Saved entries
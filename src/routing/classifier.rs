//! Event classification.
//!
//! Maps an incoming [`Event`] to the ordered list of [`Intent`]s the
//! dispatcher should attempt. Classification is pure: the same event and
//! bot id always produce the same intents.

use crate::common::{Event, MemberInfo, MessageInfo, RawReaction, ReactionInfo, Snowflake};
use crate::config::types::RoutingConfig;
use crate::routing::resolver::names_match;

/// Default candidates for the welcome channel, in order of preference.
pub const WELCOME_CANDIDATES: [&str; 5] = ["welcome", "general", "lobby", "main", "chat"];

/// Default candidates for the goodbye channel, in order of preference.
pub const GOODBYE_CANDIDATES: [&str; 6] = ["goodbye", "farewell", "general", "lobby", "main", "chat"];

/// Default name of the channel whose posts become question threads.
pub const QUESTIONS_CHANNEL: &str = "questions";

/// An action the dispatcher should attempt for an event.
#[derive(Debug, Clone, PartialEq, Eq)]
pub enum Intent {
    /// Move a post in the questions channel into its own thread.
    RouteToQuestionThread(MessageInfo),
    /// Open a thread for a post that mentions the bot.
    RouteToMentionThread(MessageInfo),
    /// Log the message a reply points to.
    LogReplyContext {
        channel_id: Snowflake,
        message_id: Snowflake,
    },
    /// Greet a new member in the first matching channel.
    SendWelcome {
        member: MemberInfo,
        candidates: Vec<String>,
    },
    /// Say goodbye to a departed member in the first matching channel.
    SendGoodbye {
        member: MemberInfo,
        candidates: Vec<String>,
    },
    /// Log a reaction on a known message.
    LogReaction { reaction: ReactionInfo, added: bool },
    /// Resolve the ids of an uncached reaction removal, then log it.
    ResolveRawReaction(RawReaction),
}

impl Intent {
    /// Short name used in log lines.
    pub fn name(&self) -> &'static str {
        match self {
            Self::RouteToQuestionThread(_) => "route_to_question_thread",
            Self::RouteToMentionThread(_) => "route_to_mention_thread",
            Self::LogReplyContext { .. } => "log_reply_context",
            Self::SendWelcome { .. } => "send_welcome",
            Self::SendGoodbye { .. } => "send_goodbye",
            Self::LogReaction { .. } => "log_reaction",
            Self::ResolveRawReaction(_) => "resolve_raw_reaction",
        }
    }
}

/// Decides which intents an event produces.
#[derive(Debug, Clone)]
pub struct Classifier {
    questions_channel: String,
    welcome_candidates: Vec<String>,
    goodbye_candidates: Vec<String>,
}

impl Default for Classifier {
    fn default() -> Self {
        Self {
            questions_channel: QUESTIONS_CHANNEL.to_string(),
            welcome_candidates: WELCOME_CANDIDATES.iter().map(|s| s.to_string()).collect(),
            goodbye_candidates: GOODBYE_CANDIDATES.iter().map(|s| s.to_string()).collect(),
        }
    }
}

impl Classifier {
    pub fn from_config(config: &RoutingConfig) -> Self {
        Self {
            questions_channel: config.questions_channel.clone(),
            welcome_candidates: config.welcome_channels.clone(),
            goodbye_candidates: config.goodbye_channels.clone(),
        }
    }

    /// Classify an event. All applicable rules fire, in a fixed order.
    pub fn classify(&self, event: &Event, self_id: Snowflake) -> Vec<Intent> {
        match event {
            Event::MessageCreated(message) => self.classify_message(message, self_id),
            Event::MessageDeleted(_) => Vec::new(),
            Event::ReactionAdded(reaction) => classify_reaction(reaction, self_id, true),
            Event::ReactionRemoved(reaction) => classify_reaction(reaction, self_id, false),
            Event::RawReactionRemoved(raw) => {
                if raw.user_id == self_id {
                    Vec::new()
                } else {
                    vec![Intent::ResolveRawReaction(raw.clone())]
                }
            }
            Event::MemberJoined(member) => {
                if member.user.id == self_id {
                    return Vec::new();
                }
                vec![Intent::SendWelcome {
                    member: member.clone(),
                    candidates: self.welcome_candidates.clone(),
                }]
            }
            Event::MemberLeft(member) => {
                if member.user.id == self_id {
                    return Vec::new();
                }
                vec![Intent::SendGoodbye {
                    member: member.clone(),
                    candidates: self.goodbye_candidates.clone(),
                }]
            }
        }
    }

    fn classify_message(&self, message: &MessageInfo, self_id: Snowflake) -> Vec<Intent> {
        if message.author.bot || message.author.id == self_id {
            return Vec::new();
        }
        if !message.channel.kind.is_routable() {
            return Vec::new();
        }

        let mut intents = Vec::new();

        if names_match(&message.channel.name, &self.questions_channel) {
            intents.push(Intent::RouteToQuestionThread(message.clone()));
        }

        if message.mentions_user(self_id) {
            intents.push(Intent::RouteToMentionThread(message.clone()));
        }

        if let Some(reply_to) = message.reply_to {
            intents.push(Intent::LogReplyContext {
                channel_id: message.channel.id,
                message_id: reply_to,
            });
        }

        intents
    }
}

fn classify_reaction(reaction: &ReactionInfo, self_id: Snowflake, added: bool) -> Vec<Intent> {
    if reaction.reactor.bot || reaction.reactor.id == self_id {
        return Vec::new();
    }
    if !reaction.message.channel.kind.is_routable() {
        return Vec::new();
    }
    vec![Intent::LogReaction {
        reaction: reaction.clone(),
        added,
    }]
}

#[cfg(test)]
mod tests {
    use super::*;
    use crate::common::{ChannelKind, ChannelRef, EmojiRef, GuildRef, UserRef};
    use chrono::Utc;

    const BOT_ID: Snowflake = 1000;

    fn user(id: Snowflake, bot: bool) -> UserRef {
        UserRef {
            id,
            name: format!("user{}", id),
            display_name: format!("User {}", id),
            bot,
        }
    }

    fn message_in(channel_name: &str, kind: ChannelKind) -> MessageInfo {
        MessageInfo {
            id: 500,
            content: "how do I configure X?".to_string(),
            author: user(7, false),
            channel: ChannelRef {
                id: 300,
                name: channel_name.to_string(),
                kind,
                parent_name: None,
            },
            guild: Some(GuildRef {
                id: 1,
                name: "Guild".to_string(),
                member_count: Some(10),
            }),
            mentions: Vec::new(),
            reply_to: None,
            timestamp: Utc::now(),
        }
    }

    fn member(id: Snowflake) -> MemberInfo {
        MemberInfo {
            user: user(id, false),
            guild: GuildRef {
                id: 1,
                name: "Guild".to_string(),
                member_count: Some(11),
            },
            account_created: Utc::now(),
        }
    }

    #[test]
    fn test_bot_messages_produce_nothing() {
        let classifier = Classifier::default();
        let mut message = message_in("questions", ChannelKind::TextChannel);
        message.author = user(BOT_ID, true);
        message.mentions = vec![BOT_ID];
        assert!(classifier
            .classify(&Event::MessageCreated(message.clone()), BOT_ID)
            .is_empty());

        message.author = user(77, true);
        assert!(classifier
            .classify(&Event::MessageCreated(message), BOT_ID)
            .is_empty());
    }

    #[test]
    fn test_questions_channel_routes_to_thread() {
        let classifier = Classifier::default();
        let message = message_in("Questions", ChannelKind::TextChannel);
        let intents = classifier.classify(&Event::MessageCreated(message.clone()), BOT_ID);
        assert_eq!(intents, vec![Intent::RouteToQuestionThread(message)]);
    }

    #[test]
    fn test_non_routable_channel_is_ignored() {
        let classifier = Classifier::default();
        let mut message = message_in("questions", ChannelKind::Other);
        message.mentions = vec![BOT_ID];
        message.reply_to = Some(1);
        assert!(classifier
            .classify(&Event::MessageCreated(message), BOT_ID)
            .is_empty());
    }

    #[test]
    fn test_all_applicable_rules_fire_in_order() {
        let classifier = Classifier::default();
        let mut message = message_in("questions", ChannelKind::Thread);
        message.mentions = vec![3, BOT_ID];
        message.reply_to = Some(444);

        let intents = classifier.classify(&Event::MessageCreated(message.clone()), BOT_ID);
        assert_eq!(
            intents,
            vec![
                Intent::RouteToQuestionThread(message.clone()),
                Intent::RouteToMentionThread(message),
                Intent::LogReplyContext {
                    channel_id: 300,
                    message_id: 444,
                },
            ]
        );
    }

    #[test]
    fn test_plain_message_produces_nothing() {
        let classifier = Classifier::default();
        let message = message_in("general", ChannelKind::TextChannel);
        assert!(classifier
            .classify(&Event::MessageCreated(message), BOT_ID)
            .is_empty());
    }

    #[test]
    fn test_member_events_carry_candidates() {
        let classifier = Classifier::default();
        let joined = classifier.classify(&Event::MemberJoined(member(8)), BOT_ID);
        match joined.as_slice() {
            [Intent::SendWelcome { candidates, .. }] => {
                assert_eq!(candidates, &WELCOME_CANDIDATES.map(String::from).to_vec());
            }
            other => panic!("unexpected intents: {:?}", other),
        }

        let left = classifier.classify(&Event::MemberLeft(member(8)), BOT_ID);
        match left.as_slice() {
            [Intent::SendGoodbye { candidates, .. }] => {
                assert_eq!(candidates, &GOODBYE_CANDIDATES.map(String::from).to_vec());
            }
            other => panic!("unexpected intents: {:?}", other),
        }
    }

    #[test]
    fn test_reactions_by_bots_are_suppressed() {
        let classifier = Classifier::default();
        let reaction = ReactionInfo {
            emoji: EmojiRef::Unicode("👍".to_string()),
            reactor: user(BOT_ID, true),
            message: message_in("general", ChannelKind::TextChannel),
        };
        assert!(classifier
            .classify(&Event::ReactionAdded(reaction.clone()), BOT_ID)
            .is_empty());

        let human = ReactionInfo {
            reactor: user(9, false),
            ..reaction
        };
        assert_eq!(
            classifier.classify(&Event::ReactionRemoved(human.clone()), BOT_ID),
            vec![Intent::LogReaction {
                reaction: human,
                added: false,
            }]
        );
    }

    #[test]
    fn test_raw_reaction_by_self_is_suppressed() {
        let classifier = Classifier::default();
        let raw = RawReaction {
            guild_id: Some(1),
            channel_id: 2,
            user_id: BOT_ID,
            message_id: 3,
            emoji: EmojiRef::Unicode("🔥".to_string()),
        };
        assert!(classifier
            .classify(&Event::RawReactionRemoved(raw.clone()), BOT_ID)
            .is_empty());

        let other = RawReaction { user_id: 5, ..raw };
        assert_eq!(
            classifier.classify(&Event::RawReactionRemoved(other.clone()), BOT_ID),
            vec![Intent::ResolveRawReaction(other)]
        );
    }

    #[test]
    fn test_deletions_are_diagnostic_only() {
        let classifier = Classifier::default();
        let message = message_in("questions", ChannelKind::TextChannel);
        assert!(classifier
            .classify(&Event::MessageDeleted(message), BOT_ID)
            .is_empty());
    }

    #[test]
    fn test_classification_is_idempotent() {
        let classifier = Classifier::default();
        let mut message = message_in("questions", ChannelKind::ForumChannel);
        message.mentions = vec![BOT_ID];
        let event = Event::MessageCreated(message);
        assert_eq!(
            classifier.classify(&event, BOT_ID),
            classifier.classify(&event, BOT_ID)
        );
    }

    #[test]
    fn test_custom_questions_channel() {
        let config = RoutingConfig {
            questions_channel: "help".to_string(),
            ..RoutingConfig::default()
        };
        let classifier = Classifier::from_config(&config);
        let message = message_in("help", ChannelKind::TextChannel);
        assert_eq!(
            classifier.classify(&Event::MessageCreated(message.clone()), BOT_ID),
            vec![Intent::RouteToQuestionThread(message)]
        );
    }
}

- PROBLEM DESCRIPTION
Identify the lines in the entries that hold "RoutingConfig" and return each one.

- FINISHED TASK
use crate::config::types::RoutingConfig;
    pub fn from_config(config: &RoutingConfig) -> Self {
        let config = RoutingConfig {
            ..RoutingConfig::default()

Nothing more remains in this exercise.